- Abbreviation: MDF
- First leader: Zoltán Bíró
- Last leader: Zsolt Makay
- Founded: 27 September 1987
- Dissolved: 8 April 2011
- Succeeded by: Democratic Community of Welfare and Freedom (JESZ)
- Headquarters: 1025 Budapest, Szilágyi Erzsébet fasor 73.
- Newspaper: Magyar Fórum (1988–1993)
- Youth wing: Youth Democratic Forum
- Ideology: Christian democracy; Conservatism; Hungarian nationalism; National conservatism; Right-wing populism;
- Political position: Centre-right
- European affiliation: European People's Party (2004–2009); Alliance of European Conservatives and Reformists (from 2009);
- European Parliament group: European People's Party–European Democrats (2004–2009); European Conservatives and Reformists (from 2009);
- International affiliation: Centrist Democrat International
- Colours: Green

Website
- mdf.hu

= Hungarian Democratic Forum =

Political party in Hungary (1987–2011)

The Hungarian Democratic Forum (Magyar Demokrata Fórum /hu/, MDF) was a centre-right political party in Hungary. It had a Hungarian nationalist, national-conservative, Christian-democratic ideology. The party was represented continuously in the National Assembly from the restoration of democracy in 1990 until 2010. It was dissolved on 8 April 2011.

The MDF was the largest party on Hungary's emergence as a democratic country under the leadership of József Antall, Prime Minister between 1990 and 1993. Since then, its representation receded, with the party playing the role of junior coalition partner to Fidesz from 1998 to 2002, and in opposition otherwise.

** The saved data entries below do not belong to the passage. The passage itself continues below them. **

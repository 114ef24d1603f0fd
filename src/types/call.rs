//! Core call identifier and metadata types.

use std::fmt;

use serde::{Deserialize, Serialize};

/// Opaque user identifier, assigned by the surrounding application.
#[derive(Debug, Clone, PartialEq, Eq, Hash, Serialize, Deserialize)]
#[serde(transparent)]
pub struct UserId(String);

impl UserId {
    pub fn new(id: impl Into<String>) -> Self {
        Self(id.into())
    }

    pub fn as_str(&self) -> &str {
        &self.0
    }

    pub fn is_empty(&self) -> bool {
        self.0.is_empty()
    }
}

impl fmt::Display for UserId {
    fn fmt(&self, f: &mut fmt::Formatter<'_>) -> fmt::Result {
        f.write_str(&self.0)
    }
}

impl From<&str> for UserId {
    fn from(s: &str) -> Self {
        Self(s.to_string())
    }
}

impl From<String> for UserId {
    fn from(s: String) -> Self {
        Self(s)
    }
}

/// Identifier unique per call attempt, used as the signaling document key.
#[derive(Debug, Clone, PartialEq, Eq, Hash, Serialize, Deserialize)]
#[serde(transparent)]
pub struct CallId(String);

impl CallId {
    pub fn new(id: impl Into<String>) -> Self {
        Self(id.into())
    }

    /// Generate a random call id (32 uppercase hex chars).
    pub fn generate() -> Self {
        let bytes = rand::random::<[u8; 16]>();
        let mut s = String::with_capacity(32);
        for b in bytes {
            s.push_str(&format!("{b:02X}"));
        }
        Self(s)
    }

    pub fn as_str(&self) -> &str {
        &self.0
    }

    pub fn is_empty(&self) -> bool {
        self.0.is_empty()
    }
}

impl fmt::Display for CallId {
    fn fmt(&self, f: &mut fmt::Formatter<'_>) -> fmt::Result {
        f.write_str(&self.0)
    }
}

impl From<&str> for CallId {
    fn from(s: &str) -> Self {
        Self(s.to_string())
    }
}

/// Whether a call carries video or audio only. Immutable once the call is
/// created.
#[derive(Debug, Clone, Copy, PartialEq, Eq, Serialize, Deserialize)]
#[serde(rename_all = "lowercase")]
pub enum CallType {
    Audio,
    Video,
}

impl CallType {
    pub fn is_video(self) -> bool {
        self == CallType::Video
    }
}

impl fmt::Display for CallType {
    fn fmt(&self, f: &mut fmt::Formatter<'_>) -> fmt::Result {
        match self {
            CallType::Audio => f.write_str("audio"),
            CallType::Video => f.write_str("video"),
        }
    }
}

/// Display metadata for the local user, snapshotted into outgoing call
/// records. The directory/profile service that produces these is not part of
/// this crate.
#[derive(Debug, Clone, Serialize, Deserialize)]
pub struct LocalIdentity {
    pub user_id: UserId,
    pub display_name: String,
    pub avatar_url: String,
}

impl LocalIdentity {
    pub fn new(
        user_id: impl Into<UserId>,
        display_name: impl Into<String>,
        avatar_url: impl Into<String>,
    ) -> Self {
        Self {
            user_id: user_id.into(),
            display_name: display_name.into(),
            avatar_url: avatar_url.into(),
        }
    }
}

#[cfg(test)]
mod tests {
    use super::*;

    #[test]
    fn generated_call_ids_are_unique_hex() {
        let a = CallId::generate();
        let b = CallId::generate();
        assert_ne!(a, b);
        assert_eq!(a.as_str().len(), 32);
        assert!(a.as_str().chars().all(|c| c.is_ascii_hexdigit()));
    }

    #[test]
    fn call_type_serializes_lowercase() {
        assert_eq!(serde_json::to_string(&CallType::Video).unwrap(), "\"video\"");
        let t: CallType = serde_json::from_str("\"audio\"").unwrap();
        assert_eq!(t, CallType::Audio);
    }
}
//! Signaling store contract.
//!
//! The store is the external collaborator both peers can reach: a document
//! database holding one [`CallRecord`] per call attempt plus two directional
//! candidate collections under it, with a live change feed. This crate only
//! consumes the interface; [`MemoryStore`] is the in-process implementation
//! used by the tests and by embedders without a backend.
//!
//! Single-writer-per-field discipline is enforced by construction: the only
//! update surface is the role-scoped [`CallPatch`] — the receiver writes the
//! answer (which implies `Connected`), a terminator writes a terminal status.
//! There is no general field merge.

mod memory;

pub use memory::MemoryStore;

use async_trait::async_trait;
use thiserror::Error;
use tokio::sync::mpsc;

use crate::calls::record::{CallRecord, CallStatus, CandidateSide, IceCandidateRecord, SessionDescription};
use crate::types::{CallId, UserId};

#[derive(Debug, Error)]
pub enum StoreError {
    #[error("document already exists: {0}")]
    AlreadyExists(String),

    #[error("document not found: {0}")]
    NotFound(String),

    #[error("store backend failure: {0}")]
    Backend(String),

    #[error("store is closed")]
    Closed,
}

/// Role-scoped update to a call record.
#[derive(Debug, Clone)]
pub enum CallPatch {
    /// Receiver role: set the answer and transition the record to
    /// `Connected` in one write.
    Answer(SessionDescription),
    /// Terminator role: set a terminal status (or the caller-side missed
    /// expiry). Non-terminal statuses other than `Connected` are not
    /// representable here on purpose.
    Status(CallStatus),
}

/// A cancellable stream of change events. Dropping the subscription
/// unsubscribes; the stream ends (`recv` returns `None`) when the store side
/// goes away, e.g. because the watched document was deleted.
#[derive(Debug)]
pub struct Subscription<T> {
    rx: mpsc::UnboundedReceiver<T>,
}

impl<T> Subscription<T> {
    /// Pair a subscription with the sender a store implementation feeds.
    pub fn channel() -> (mpsc::UnboundedSender<T>, Self) {
        let (tx, rx) = mpsc::unbounded_channel();
        (tx, Self { rx })
    }

    pub async fn recv(&mut self) -> Option<T> {
        self.rx.recv().await
    }

    /// Stop receiving further events without dropping the value.
    pub fn close(&mut self) {
        self.rx.close();
    }
}

/// Document store + live change feed consumed by the call controller.
///
/// Implementations must provide read-after-write consistency: a change feed
/// event for a write is delivered only after a subsequent `get_call` would
/// observe that write.
#[async_trait]
pub trait SignalingStore: Send + Sync + 'static {
    /// Persist a new call record, stamping `created_at`. Returns the stored
    /// record. Fails with [`StoreError::AlreadyExists`] on key collision.
    async fn create_call(&self, record: CallRecord) -> Result<CallRecord, StoreError>;

    async fn get_call(&self, call_id: &CallId) -> Result<Option<CallRecord>, StoreError>;

    /// Apply a role-scoped patch. A missing document is tolerated (terminal
    /// writes race deletion by design) and reported as success.
    async fn update_call(&self, call_id: &CallId, patch: CallPatch) -> Result<(), StoreError>;

    /// Delete the record and its candidate collections. Missing documents are
    /// tolerated.
    async fn delete_call(&self, call_id: &CallId) -> Result<(), StoreError>;

    /// Append one candidate to the given directional collection. The
    /// collection may outlive — and predate — the parent record, matching
    /// document-store semantics.
    async fn add_candidate(
        &self,
        call_id: &CallId,
        side: CandidateSide,
        candidate: IceCandidateRecord,
    ) -> Result<(), StoreError>;

    /// Watch one call record. The current snapshot (if any) is replayed
    /// first, then every subsequent create/update. The stream ends when the
    /// record is deleted.
    async fn watch_call(&self, call_id: &CallId) -> Result<Subscription<CallRecord>, StoreError>;

    /// Watch one directional candidate collection. Candidates already present
    /// are replayed in order, then each newly added one is delivered exactly
    /// once.
    async fn watch_candidates(
        &self,
        call_id: &CallId,
        side: CandidateSide,
    ) -> Result<Subscription<IceCandidateRecord>, StoreError>;

    /// Watch for call records addressed to `receiver` that are awaiting an
    /// answer. Fires once per added record (existing matches are replayed);
    /// updates to an already-delivered record do not re-fire.
    async fn watch_incoming(&self, receiver: &UserId) -> Result<Subscription<CallRecord>, StoreError>;
}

It was a member of the Centrist Democrat International and was a member of the European People's Party until 2009, when it joined the Alliance of European Conservatives and Reformists. The MDF's first MEP, Péter Olajos, was a member of the European People's Party–European Democrats group from 2004 to 2009, while Lajos Bokros sat with the European Conservatives and Reformists from 2009 in the European Parliament.

==History==

=== Foundation ===

The Hungarian Democratic Forum was founded in autumn of 1987, during the one-party rule of the Hungarian Socialist Workers' Party (MSzMP). Its first meeting was in the village of Lakitelek in southern Hungary on 27 September 1987. Initially it was rather a loose political movement than a party.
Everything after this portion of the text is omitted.